Tell us more. It surely can’t have been easy to get a player who had been the first choice No10 in the final year of the Eddie Jones era to agree to this radical positional switch away from the role that he best knows?

“He embraced it straight away,” reassured Sinfield. “It was a question that was posed to him. ‘Have you played 15?’ His first answer was, ‘No, but I would love to’.”


That enthusiastic response thrilled Sinfield and the rest of Borthwick’s England management. “The response was music to our ears because you are looking for tactical variation in the players we select.

“Then when you are putting the team together and then the bench understanding who can move where, understanding that we started to utilise some of this in training long before Anthony Watson had to pull out, he possibly could have been an option for us as well at full-back, so it gives us a bit more variation.


“So the initial answer from him was wonderful but we have worked on it in training and we have seen him play there. If through running somebody there in training there were any doubts we wouldn’t have continued with it. I am confident.”

Sinfield insisted having the small-in-stature Smith at full-back compared to the hulking Steward would not require a change to the England defensive system. He also took issue when it was implied that Smith was surely too small to be a full-back.

“You don’t have to be tall and big to tackle, do you?
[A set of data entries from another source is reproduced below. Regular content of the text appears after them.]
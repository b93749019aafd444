//! Repository layer
//!
//! Repositories abstract communication with the orchestration server.
//! They provide a narrow interface over the task endpoints without any
//! business logic, so the scheduler can be tested against an in-memory
//! implementation.

mod tasks;

pub use tasks::TaskRepository;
Have you seen Rob Burrow tackle? No, we haven’t changed (our defence system), to answer your question.

“It would be crazy of us to put Marcus in the team and not try and get the ball in his hands and give him space to attack. He has a different attacking threat to Fred. As you rightly point out, Fred is 6ft 4, 105 kilos, so he brings a different threat to Marcus when he carries the ball.
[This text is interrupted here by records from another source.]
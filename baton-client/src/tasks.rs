//! Task-related API endpoints

use crate::ServerClient;
use crate::error::{ClientError, Result};
use baton_core::domain::task::{Task, TaskResult};
use baton_core::dto::task::PollQuery;
use serde_json::{Map, Value};
use std::time::Duration;
use tracing::debug;

/// Extra time granted to the HTTP request on top of the server-side
/// long-poll timeout before the client gives up on it.
const POLL_TIMEOUT_SLACK: Duration = Duration::from_secs(5);

impl ServerClient {
    // =============================================================================
    // Task Polling
    // =============================================================================

    /// Lease up to `query.count` tasks of type `query.task_type`
    ///
    /// An empty queue is not an error: the server answers with an empty batch
    /// (or no content) and this returns an empty vector.
    ///
    /// # Example
    /// ```no_run
    /// # use baton_client::ServerClient;
    /// # use baton_core::dto::task::PollQuery;
    /// # use std::time::Duration;
    /// # async fn example() -> baton_client::Result<()> {
    /// let client = ServerClient::new("http://localhost:8080/api");
    /// let query = PollQuery::new("greet", "worker-1", 10)
    ///     .with_domain(Some("blue".to_string()))
    ///     .with_timeout(Some(Duration::from_millis(500)));
    /// let tasks = client.poll_tasks(&query).await?;
    /// # Ok(())
    /// # }
    /// ```
    pub async fn poll_tasks(&self, query: &PollQuery) -> Result<Vec<Task>> {
        if query.task_type.is_empty() {
            return Err(ClientError::InvalidRequest(
                "task type cannot be empty".to_string(),
            ));
        }

        let url = format!("{}/tasks/poll/batch/{}", self.base_url, query.task_type);

        let mut params: Vec<(&str, String)> = vec![
            ("workerid", query.worker_id.clone()),
            ("count", query.count.to_string()),
        ];
        if let Some(domain) = &query.domain {
            params.push(("domain", domain.clone()));
        }
        if let Some(timeout) = query.timeout {
            params.push(("timeout", timeout.as_millis().to_string()));
        }

        let mut request = self.client.get(&url).query(&params);
        if let Some(timeout) = query.timeout {
            request = request.timeout(timeout + POLL_TIMEOUT_SLACK);
        }

        let response = request.send().await?;
        let tasks: Vec<Task> = self.handle_optional_response(response).await?;

        debug!(
            "Polled {} task(s) of type '{}'",
            tasks.len(),
            query.task_type
        );

        Ok(tasks)
    }

    // =============================================================================
    // Task Updates
    // =============================================================================

    /// Post a task result back to the server
    ///
    /// # Arguments
    /// * `result` - The completion or failure report
    pub async fn update_task(&self, result: &TaskResult) -> Result<()> {
        let url = format!("{}/tasks", self.base_url);
        let response = self.client.post(&url).json(result).send().await?;

        self.handle_empty_response(response).await
    }

    /// Report a task as completed with `output` as its output payload
    pub async fn update_task_completion(
        &self,
        task: &Task,
        worker_id: &str,
        output: Map<String, Value>,
    ) -> Result<()> {
        self.update_task(&TaskResult::completed(task, worker_id, output))
            .await
    }

    /// Report a task as failed with `reason` as its failure reason
    pub async fn update_task_failure(&self, task: &Task, worker_id: &str, reason: &str) -> Result<()> {
        self.update_task(&TaskResult::failed(task, worker_id, reason))
            .await
    }
}

#[cfg(test)]
mod tests {
    use super::*;
    use mockito::Matcher;
    use serde_json::json;

    fn sample_task() -> Task {
        Task {
            task_id: "t-1".to_string(),
            task_def_name: "greet".to_string(),
            workflow_instance_id: "wf-1".to_string(),
            ..Default::default()
        }
    }

    #[tokio::test]
    async fn test_poll_tasks_sends_query_and_decodes_batch() {
        let mut server = mockito::Server::new_async().await;
        let mock = server
            .mock("GET", "/tasks/poll/batch/greet")
            .match_query(Matcher::AllOf(vec![
                Matcher::UrlEncoded("workerid".into(), "worker-1".into()),
                Matcher::UrlEncoded("count".into(), "3".into()),
                Matcher::UrlEncoded("domain".into(), "blue".into()),
                Matcher::UrlEncoded("timeout".into(), "250".into()),
            ]))
            .with_status(200)
            .with_header("content-type", "application/json")
            .with_body(
                json!([
                    {"taskId": "t-1", "taskDefName": "greet", "workflowInstanceId": "wf-1",
                     "inputData": {"name": "X"}},
                    {"taskId": "t-2", "taskDefName": "greet", "workflowInstanceId": "wf-2"}
                ])
                .to_string(),
            )
            .create_async()
            .await;

        let client = ServerClient::new(server.url());
        let query = PollQuery::new("greet", "worker-1", 3)
            .with_domain(Some("blue".to_string()))
            .with_timeout(Some(Duration::from_millis(250)));

        let tasks = client.poll_tasks(&query).await.unwrap();

        mock.assert_async().await;
        assert_eq!(tasks.len(), 2);
        assert_eq!(tasks[0].input_data.as_ref().unwrap()["name"], json!("X"));
        assert!(tasks[1].input_data.is_none());
    }

    #[tokio::test]
    async fn test_poll_tasks_omits_unset_domain_and_timeout() {
        let mut server = mockito::Server::new_async().await;
        let mock = server
            .mock("GET", "/tasks/poll/batch/greet")
            .match_query(Matcher::Exact("workerid=worker-1&count=1".to_string()))
            .with_status(200)
            .with_body("[]")
            .create_async()
            .await;

        let client = ServerClient::new(server.url());
        let tasks = client
            .poll_tasks(&PollQuery::new("greet", "worker-1", 1))
            .await
            .unwrap();

        mock.assert_async().await;
        assert!(tasks.is_empty());
    }

    #[tokio::test]
    async fn test_poll_tasks_no_content_is_empty_batch() {
        let mut server = mockito::Server::new_async().await;
        let _mock = server
            .mock("GET", "/tasks/poll/batch/greet")
            .match_query(Matcher::Any)
            .with_status(204)
            .create_async()
            .await;

        let client = ServerClient::new(server.url());
        let tasks = client
            .poll_tasks(&PollQuery::new("greet", "worker-1", 1))
            .await
            .unwrap();
        assert!(tasks.is_empty());
    }

    #[tokio::test]
    async fn test_poll_tasks_maps_error_status() {
        let mut server = mockito::Server::new_async().await;
        let _mock = server
            .mock("GET", "/tasks/poll/batch/greet")
            .match_query(Matcher::Any)
            .with_status(503)
            .with_body("unavailable")
            .create_async()
            .await;

        let client = ServerClient::new(server.url());
        let err = client
            .poll_tasks(&PollQuery::new("greet", "worker-1", 1))
            .await
            .unwrap_err();

        assert!(err.is_server_error());
        assert!(err.to_string().contains("unavailable"));
    }

    #[tokio::test]
    async fn test_poll_tasks_rejects_empty_task_type() {
        let client = ServerClient::new("http://localhost:1");
        let err = client
            .poll_tasks(&PollQuery::new("", "worker-1", 1))
            .await
            .unwrap_err();
        assert!(matches!(err, ClientError::InvalidRequest(_)));
    }

    #[tokio::test]
    async fn test_update_task_completion_posts_result() {
        let mut server = mockito::Server::new_async().await;
        let mock = server
            .mock("POST", "/tasks")
            .match_body(Matcher::PartialJson(json!({
                "taskId": "t-1",
                "workflowInstanceId": "wf-1",
                "workerId": "worker-1",
                "status": "COMPLETED",
                "outputData": {"greetings": "Hello, X"}
            })))
            .with_status(200)
            .with_body("t-1")
            .create_async()
            .await;

        let client = ServerClient::new(server.url());
        let mut output = Map::new();
        output.insert("greetings".to_string(), json!("Hello, X"));

        client
            .update_task_completion(&sample_task(), "worker-1", output)
            .await
            .unwrap();

        mock.assert_async().await;
    }

    #[tokio::test]
    async fn test_update_task_failure_posts_reason() {
        let mut server = mockito::Server::new_async().await;
        let mock = server
            .mock("POST", "/tasks")
            .match_body(Matcher::PartialJson(json!({
                "taskId": "t-1",
                "status": "FAILED",
                "reasonForIncompletion": "boom"
            })))
            .with_status(200)
            .create_async()
            .await;

        let client = ServerClient::new(server.url());
        client
            .update_task_failure(&sample_task(), "worker-1", "boom")
            .await
            .unwrap();

        mock.assert_async().await;
    }

    #[tokio::test]
    async fn test_update_task_maps_not_found() {
        let mut server = mockito::Server::new_async().await;
        let _mock = server
            .mock("POST", "/tasks")
            .with_status(404)
            .with_body("task not found")
            .create_async()
            .await;

        let client = ServerClient::new(server.url());
        let err = client
            .update_task(&TaskResult::failed(&sample_task(), "worker-1", "x"))
            .await
            .unwrap_err();

        assert!(err.is_not_found());
    }
}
“You guys have seen Marcus for some time and seen what he can do with the ball, he is a magician. It brings something different, it gives us that variation. Depending on the centre combinations we put together, having that extra ball player coming from 15 can help us.

“Fred can do some of that but actually at 6ft 4, 105 kilos, you would probably more want him to carry the ball hard at the line. So it gives us some variation.

“It’s great to have it. It’s understanding that we pick the team that we think gives us the best chance of winning against the opposition and how they set up, but to have that variation in our team, in our 23, is really important.”

Sinfield came to the England assistant’s job via Leicester where he also worked under Borthwick, including the year when they won the Gallagher Premiership title with Ford as their No10 and Freddie Burns, another out-half, often getting a run at full-back even though Steward – as with England – was also the first-choice No15.

“Freddie probably had more of a history of playing 15 if I am right, so I don’t think from all accounts Marcus has played a lot of rugby there. But like I said through training, you have got to remember these guys are training against the best we have and have done for the last 12 weeks and have been competing against each other – so it’s not like he has played at U15s and we have just decided to give him a run-out.

“He has been training with some real quality against Fred, alongside Owen, alongside George, alongside some centre pairings that we have mixed and matched and took a good look at and he has been magnificent.”